(INPUT)

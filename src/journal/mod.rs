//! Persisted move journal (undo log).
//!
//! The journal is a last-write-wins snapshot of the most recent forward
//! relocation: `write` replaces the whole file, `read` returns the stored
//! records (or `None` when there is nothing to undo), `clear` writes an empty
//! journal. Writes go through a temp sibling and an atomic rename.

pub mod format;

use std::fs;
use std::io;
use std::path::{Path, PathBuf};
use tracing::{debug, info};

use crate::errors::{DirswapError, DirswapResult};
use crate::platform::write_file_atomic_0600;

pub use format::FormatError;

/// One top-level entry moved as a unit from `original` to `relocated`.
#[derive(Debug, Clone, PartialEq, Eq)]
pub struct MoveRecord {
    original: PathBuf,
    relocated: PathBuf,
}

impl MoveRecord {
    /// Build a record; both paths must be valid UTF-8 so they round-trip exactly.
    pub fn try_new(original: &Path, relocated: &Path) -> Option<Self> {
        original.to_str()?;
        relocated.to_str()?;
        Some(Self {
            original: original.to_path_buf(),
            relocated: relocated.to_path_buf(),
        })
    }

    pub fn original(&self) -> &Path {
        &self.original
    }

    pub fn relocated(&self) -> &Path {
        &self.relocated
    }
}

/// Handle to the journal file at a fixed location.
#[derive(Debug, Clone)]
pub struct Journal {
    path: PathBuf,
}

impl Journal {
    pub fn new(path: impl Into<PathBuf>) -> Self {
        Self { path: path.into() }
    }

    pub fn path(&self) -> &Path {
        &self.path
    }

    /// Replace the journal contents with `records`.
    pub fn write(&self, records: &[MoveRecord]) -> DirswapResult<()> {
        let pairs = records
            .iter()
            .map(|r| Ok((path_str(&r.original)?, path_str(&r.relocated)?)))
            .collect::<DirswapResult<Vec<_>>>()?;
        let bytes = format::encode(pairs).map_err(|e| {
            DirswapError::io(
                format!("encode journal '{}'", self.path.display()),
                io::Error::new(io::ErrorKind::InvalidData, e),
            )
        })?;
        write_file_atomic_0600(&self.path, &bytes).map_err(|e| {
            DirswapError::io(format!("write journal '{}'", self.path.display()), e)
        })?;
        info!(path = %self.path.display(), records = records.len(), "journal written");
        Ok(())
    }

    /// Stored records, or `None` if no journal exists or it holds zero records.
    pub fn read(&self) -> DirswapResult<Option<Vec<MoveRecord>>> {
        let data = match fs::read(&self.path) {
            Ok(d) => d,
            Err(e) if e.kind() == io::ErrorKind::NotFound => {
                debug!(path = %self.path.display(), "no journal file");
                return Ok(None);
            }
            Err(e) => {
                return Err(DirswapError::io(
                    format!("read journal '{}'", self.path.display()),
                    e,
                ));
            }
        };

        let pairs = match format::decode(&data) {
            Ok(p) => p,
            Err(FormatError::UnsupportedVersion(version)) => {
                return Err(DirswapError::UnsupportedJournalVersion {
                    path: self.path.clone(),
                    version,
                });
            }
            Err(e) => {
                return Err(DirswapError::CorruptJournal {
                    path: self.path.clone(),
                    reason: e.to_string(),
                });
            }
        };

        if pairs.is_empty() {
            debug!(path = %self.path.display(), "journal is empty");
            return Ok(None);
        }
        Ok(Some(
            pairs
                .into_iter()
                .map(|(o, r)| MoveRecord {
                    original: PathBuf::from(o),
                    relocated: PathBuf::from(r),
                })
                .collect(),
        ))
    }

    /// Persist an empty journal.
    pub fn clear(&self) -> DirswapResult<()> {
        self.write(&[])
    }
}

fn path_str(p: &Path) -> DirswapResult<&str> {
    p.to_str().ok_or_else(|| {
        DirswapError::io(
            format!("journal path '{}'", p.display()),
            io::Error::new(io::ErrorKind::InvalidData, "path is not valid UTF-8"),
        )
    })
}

(End INPUT)
(INPUT)

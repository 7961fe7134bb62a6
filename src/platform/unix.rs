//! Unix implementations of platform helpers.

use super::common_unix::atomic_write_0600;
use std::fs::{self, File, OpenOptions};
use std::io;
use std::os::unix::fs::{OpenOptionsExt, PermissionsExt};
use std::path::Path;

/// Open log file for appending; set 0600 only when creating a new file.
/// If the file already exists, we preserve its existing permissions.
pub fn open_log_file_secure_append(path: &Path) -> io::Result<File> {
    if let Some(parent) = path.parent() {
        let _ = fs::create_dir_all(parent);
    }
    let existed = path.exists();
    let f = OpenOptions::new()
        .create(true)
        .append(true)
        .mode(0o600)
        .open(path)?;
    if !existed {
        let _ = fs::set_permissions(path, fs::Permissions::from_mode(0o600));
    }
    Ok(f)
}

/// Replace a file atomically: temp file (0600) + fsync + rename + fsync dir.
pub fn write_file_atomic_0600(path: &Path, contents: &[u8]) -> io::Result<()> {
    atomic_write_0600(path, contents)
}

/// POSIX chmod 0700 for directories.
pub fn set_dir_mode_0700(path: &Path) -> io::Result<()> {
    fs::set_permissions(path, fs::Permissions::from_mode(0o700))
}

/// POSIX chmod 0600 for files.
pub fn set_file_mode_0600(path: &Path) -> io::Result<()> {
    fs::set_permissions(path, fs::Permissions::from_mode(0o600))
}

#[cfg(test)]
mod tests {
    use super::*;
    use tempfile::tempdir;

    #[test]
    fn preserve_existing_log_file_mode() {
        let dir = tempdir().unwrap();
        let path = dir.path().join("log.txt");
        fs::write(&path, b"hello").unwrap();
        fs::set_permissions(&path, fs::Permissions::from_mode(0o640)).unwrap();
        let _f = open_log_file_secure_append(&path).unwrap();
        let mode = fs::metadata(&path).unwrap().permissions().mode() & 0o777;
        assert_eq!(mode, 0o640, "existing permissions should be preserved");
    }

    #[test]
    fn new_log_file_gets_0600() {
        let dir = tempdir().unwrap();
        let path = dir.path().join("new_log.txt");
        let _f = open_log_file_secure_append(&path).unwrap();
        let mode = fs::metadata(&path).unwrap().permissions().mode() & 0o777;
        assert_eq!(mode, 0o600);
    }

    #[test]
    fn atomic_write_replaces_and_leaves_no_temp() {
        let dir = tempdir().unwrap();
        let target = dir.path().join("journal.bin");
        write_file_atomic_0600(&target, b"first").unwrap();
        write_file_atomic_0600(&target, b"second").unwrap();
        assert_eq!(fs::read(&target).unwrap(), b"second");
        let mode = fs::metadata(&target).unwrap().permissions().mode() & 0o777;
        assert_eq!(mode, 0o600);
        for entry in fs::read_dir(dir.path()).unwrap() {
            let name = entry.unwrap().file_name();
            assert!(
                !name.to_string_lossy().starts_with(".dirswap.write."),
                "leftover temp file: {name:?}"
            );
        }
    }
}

(End INPUT)

### WORK INSTRUCTIONS:
Which of the lines above include the word "Some"? List those lines.

### WRITTEN ANSWER:
        Some(Self {
        Ok(Some(
    if let Some(parent) = path.parent() {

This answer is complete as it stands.